# Collected data entries
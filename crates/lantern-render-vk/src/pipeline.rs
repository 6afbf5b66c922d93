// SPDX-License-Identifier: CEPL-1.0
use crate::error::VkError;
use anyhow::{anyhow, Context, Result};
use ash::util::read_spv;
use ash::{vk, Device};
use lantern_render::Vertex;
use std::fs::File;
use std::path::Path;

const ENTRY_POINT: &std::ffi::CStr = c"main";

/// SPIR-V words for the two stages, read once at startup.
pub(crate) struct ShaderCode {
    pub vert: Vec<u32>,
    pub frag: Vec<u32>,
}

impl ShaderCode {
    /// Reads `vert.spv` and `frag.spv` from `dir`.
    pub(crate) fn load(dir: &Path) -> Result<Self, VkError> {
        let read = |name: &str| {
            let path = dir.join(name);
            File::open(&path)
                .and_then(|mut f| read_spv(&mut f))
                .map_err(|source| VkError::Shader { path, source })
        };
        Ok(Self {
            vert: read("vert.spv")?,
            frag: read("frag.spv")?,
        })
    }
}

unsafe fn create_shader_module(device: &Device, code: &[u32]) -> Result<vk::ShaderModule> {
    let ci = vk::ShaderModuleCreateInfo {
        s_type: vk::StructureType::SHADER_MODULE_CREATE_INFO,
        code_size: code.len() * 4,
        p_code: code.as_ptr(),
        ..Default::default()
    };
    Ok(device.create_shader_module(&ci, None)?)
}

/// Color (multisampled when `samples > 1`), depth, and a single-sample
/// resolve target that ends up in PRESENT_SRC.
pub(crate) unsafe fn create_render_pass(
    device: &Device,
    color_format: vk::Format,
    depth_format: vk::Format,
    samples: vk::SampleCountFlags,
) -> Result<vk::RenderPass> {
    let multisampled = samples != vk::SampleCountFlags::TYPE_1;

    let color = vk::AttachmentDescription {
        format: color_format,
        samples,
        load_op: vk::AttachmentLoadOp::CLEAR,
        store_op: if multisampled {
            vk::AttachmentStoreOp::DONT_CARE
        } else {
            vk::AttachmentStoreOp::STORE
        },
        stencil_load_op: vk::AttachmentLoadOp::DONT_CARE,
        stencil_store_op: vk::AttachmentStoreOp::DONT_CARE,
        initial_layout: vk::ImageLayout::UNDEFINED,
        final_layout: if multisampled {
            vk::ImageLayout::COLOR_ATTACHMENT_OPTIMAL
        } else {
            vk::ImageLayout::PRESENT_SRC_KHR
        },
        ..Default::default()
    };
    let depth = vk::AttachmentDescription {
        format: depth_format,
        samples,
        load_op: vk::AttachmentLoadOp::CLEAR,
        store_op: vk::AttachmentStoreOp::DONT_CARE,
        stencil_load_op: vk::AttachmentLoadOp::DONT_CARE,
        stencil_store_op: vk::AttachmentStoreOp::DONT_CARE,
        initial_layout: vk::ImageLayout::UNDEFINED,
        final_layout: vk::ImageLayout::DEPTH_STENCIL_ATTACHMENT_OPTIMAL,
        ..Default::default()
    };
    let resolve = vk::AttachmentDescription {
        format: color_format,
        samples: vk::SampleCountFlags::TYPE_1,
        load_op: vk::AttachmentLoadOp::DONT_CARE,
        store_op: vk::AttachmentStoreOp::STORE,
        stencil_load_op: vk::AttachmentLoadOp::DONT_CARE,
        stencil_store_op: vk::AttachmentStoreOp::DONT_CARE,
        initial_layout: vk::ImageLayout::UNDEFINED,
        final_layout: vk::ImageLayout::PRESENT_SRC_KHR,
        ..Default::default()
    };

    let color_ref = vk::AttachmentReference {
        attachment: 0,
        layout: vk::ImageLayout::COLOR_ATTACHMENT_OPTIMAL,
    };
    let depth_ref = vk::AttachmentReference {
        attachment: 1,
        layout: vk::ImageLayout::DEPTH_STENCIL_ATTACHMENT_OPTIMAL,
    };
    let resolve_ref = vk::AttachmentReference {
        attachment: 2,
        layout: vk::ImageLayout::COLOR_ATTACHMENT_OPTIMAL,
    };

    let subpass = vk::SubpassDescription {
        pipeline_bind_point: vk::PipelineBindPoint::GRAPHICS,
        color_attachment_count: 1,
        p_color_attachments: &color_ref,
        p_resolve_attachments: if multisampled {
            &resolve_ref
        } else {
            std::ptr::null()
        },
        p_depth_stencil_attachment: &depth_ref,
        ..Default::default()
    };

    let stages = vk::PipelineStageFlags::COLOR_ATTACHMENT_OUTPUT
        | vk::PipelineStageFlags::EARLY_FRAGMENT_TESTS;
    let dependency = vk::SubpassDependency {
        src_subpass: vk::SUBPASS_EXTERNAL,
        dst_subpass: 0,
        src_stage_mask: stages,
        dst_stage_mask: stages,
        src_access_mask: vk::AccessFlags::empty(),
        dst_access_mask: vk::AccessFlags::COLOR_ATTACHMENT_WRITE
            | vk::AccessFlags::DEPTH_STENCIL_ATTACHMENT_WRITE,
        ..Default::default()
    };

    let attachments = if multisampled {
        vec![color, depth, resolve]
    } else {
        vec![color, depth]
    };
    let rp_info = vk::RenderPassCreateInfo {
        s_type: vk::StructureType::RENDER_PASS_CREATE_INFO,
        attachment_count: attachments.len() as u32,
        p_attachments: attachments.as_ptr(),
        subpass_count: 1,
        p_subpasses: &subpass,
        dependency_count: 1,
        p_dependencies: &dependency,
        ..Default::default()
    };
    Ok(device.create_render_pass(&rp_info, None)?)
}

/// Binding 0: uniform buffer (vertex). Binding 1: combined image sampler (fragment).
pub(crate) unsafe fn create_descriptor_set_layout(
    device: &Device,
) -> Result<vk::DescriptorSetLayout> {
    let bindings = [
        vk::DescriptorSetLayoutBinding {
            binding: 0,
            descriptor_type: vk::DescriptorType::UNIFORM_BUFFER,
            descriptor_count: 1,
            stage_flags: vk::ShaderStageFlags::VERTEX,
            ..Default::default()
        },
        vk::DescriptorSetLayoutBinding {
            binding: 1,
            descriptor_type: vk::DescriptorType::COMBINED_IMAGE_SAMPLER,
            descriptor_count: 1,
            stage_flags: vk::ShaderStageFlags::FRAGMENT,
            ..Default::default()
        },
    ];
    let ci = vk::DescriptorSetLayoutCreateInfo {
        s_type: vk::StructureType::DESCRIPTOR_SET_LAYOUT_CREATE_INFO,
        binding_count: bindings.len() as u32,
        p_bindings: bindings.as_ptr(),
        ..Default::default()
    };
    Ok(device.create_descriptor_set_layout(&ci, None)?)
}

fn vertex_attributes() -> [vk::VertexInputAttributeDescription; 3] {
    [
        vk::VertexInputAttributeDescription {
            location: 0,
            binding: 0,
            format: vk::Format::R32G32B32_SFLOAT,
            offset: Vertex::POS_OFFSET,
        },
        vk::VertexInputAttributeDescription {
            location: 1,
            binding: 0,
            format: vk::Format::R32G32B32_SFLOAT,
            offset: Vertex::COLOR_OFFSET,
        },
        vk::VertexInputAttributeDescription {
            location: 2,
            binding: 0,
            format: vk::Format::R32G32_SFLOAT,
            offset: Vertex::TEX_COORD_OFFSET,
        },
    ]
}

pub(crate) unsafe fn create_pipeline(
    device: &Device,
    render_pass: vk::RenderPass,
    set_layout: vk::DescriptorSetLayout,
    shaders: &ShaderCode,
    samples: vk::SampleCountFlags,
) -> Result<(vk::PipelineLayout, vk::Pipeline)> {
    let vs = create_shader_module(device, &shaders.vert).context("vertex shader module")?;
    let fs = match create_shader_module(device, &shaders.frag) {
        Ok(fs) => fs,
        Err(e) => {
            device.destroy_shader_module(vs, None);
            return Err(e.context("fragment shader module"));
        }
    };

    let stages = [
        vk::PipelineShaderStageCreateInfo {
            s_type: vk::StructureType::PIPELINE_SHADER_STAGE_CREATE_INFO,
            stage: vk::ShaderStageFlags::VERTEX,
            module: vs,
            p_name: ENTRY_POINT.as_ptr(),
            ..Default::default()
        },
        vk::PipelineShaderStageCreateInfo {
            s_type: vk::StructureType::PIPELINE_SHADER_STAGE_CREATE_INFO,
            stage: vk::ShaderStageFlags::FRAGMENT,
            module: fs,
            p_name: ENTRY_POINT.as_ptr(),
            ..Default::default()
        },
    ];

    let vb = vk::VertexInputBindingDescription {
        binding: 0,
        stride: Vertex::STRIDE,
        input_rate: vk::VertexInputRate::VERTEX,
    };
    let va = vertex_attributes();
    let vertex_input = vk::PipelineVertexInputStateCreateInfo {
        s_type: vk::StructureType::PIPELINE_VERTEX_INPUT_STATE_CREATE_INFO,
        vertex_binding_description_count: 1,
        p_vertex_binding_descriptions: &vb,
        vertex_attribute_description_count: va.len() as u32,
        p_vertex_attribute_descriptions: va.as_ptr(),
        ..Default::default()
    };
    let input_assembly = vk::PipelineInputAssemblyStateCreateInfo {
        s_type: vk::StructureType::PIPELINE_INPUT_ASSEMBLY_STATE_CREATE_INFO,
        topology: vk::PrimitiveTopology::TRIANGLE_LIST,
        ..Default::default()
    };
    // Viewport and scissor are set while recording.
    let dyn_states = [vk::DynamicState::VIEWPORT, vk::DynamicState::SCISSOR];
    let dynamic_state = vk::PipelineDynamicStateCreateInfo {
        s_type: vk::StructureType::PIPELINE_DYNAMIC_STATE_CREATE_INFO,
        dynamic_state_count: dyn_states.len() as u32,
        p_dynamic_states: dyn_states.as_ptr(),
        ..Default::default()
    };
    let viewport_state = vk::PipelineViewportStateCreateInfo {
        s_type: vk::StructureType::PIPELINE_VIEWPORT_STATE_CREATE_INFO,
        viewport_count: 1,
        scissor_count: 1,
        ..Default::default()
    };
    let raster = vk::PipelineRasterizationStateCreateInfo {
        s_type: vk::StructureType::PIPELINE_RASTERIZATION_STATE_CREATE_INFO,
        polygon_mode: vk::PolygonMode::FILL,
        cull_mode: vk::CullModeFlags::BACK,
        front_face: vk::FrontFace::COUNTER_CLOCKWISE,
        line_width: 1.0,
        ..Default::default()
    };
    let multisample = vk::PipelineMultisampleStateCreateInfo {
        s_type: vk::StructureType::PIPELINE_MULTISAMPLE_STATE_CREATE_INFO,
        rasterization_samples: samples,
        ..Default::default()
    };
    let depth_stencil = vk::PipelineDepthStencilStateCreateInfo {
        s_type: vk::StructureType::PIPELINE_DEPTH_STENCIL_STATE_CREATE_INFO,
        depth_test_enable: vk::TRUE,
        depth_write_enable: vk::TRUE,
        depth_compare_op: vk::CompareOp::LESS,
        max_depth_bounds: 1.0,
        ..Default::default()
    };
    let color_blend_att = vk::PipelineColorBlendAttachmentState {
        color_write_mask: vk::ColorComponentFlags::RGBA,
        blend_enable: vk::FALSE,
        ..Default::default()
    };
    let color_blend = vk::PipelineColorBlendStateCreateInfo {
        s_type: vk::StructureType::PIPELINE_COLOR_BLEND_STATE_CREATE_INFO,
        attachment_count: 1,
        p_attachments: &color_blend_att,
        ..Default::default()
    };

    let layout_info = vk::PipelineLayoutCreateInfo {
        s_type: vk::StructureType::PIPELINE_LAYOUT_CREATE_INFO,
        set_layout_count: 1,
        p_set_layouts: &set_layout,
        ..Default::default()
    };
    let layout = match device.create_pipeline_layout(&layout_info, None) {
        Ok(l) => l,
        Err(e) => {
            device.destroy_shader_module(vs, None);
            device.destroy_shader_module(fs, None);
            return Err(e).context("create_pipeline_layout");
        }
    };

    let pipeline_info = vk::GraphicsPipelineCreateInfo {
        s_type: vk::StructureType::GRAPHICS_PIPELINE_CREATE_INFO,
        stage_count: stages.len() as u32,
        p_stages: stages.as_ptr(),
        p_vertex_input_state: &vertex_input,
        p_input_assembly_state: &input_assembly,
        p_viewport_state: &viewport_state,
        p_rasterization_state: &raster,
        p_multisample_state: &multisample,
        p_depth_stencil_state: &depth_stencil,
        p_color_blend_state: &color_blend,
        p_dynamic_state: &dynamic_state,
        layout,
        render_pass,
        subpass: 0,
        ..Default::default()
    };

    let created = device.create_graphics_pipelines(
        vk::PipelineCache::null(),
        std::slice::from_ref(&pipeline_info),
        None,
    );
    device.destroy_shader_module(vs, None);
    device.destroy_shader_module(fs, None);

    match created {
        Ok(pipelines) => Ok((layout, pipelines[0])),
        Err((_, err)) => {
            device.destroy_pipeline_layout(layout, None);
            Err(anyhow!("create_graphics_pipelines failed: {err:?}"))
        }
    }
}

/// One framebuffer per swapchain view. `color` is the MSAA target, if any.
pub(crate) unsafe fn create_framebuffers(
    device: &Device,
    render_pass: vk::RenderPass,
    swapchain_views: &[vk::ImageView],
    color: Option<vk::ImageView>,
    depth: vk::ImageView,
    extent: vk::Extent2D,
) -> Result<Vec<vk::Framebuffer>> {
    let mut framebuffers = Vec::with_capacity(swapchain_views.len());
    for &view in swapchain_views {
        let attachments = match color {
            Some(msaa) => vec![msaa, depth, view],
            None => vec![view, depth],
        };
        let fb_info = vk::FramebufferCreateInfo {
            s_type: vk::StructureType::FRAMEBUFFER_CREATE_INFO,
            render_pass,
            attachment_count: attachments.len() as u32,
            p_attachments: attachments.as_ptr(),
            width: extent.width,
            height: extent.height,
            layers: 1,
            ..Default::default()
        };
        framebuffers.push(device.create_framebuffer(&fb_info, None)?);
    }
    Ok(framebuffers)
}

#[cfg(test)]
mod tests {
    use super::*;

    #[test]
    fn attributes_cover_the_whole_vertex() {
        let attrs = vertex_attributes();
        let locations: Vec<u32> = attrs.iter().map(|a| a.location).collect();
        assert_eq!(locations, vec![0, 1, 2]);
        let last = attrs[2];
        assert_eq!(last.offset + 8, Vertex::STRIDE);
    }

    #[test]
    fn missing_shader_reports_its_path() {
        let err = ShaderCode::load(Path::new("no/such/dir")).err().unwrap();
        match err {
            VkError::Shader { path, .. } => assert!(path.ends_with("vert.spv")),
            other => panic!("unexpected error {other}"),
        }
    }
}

# What is expected
For the string "ImageView", give the number of lines in the data that contain it, and only that number.

# Exercise response
3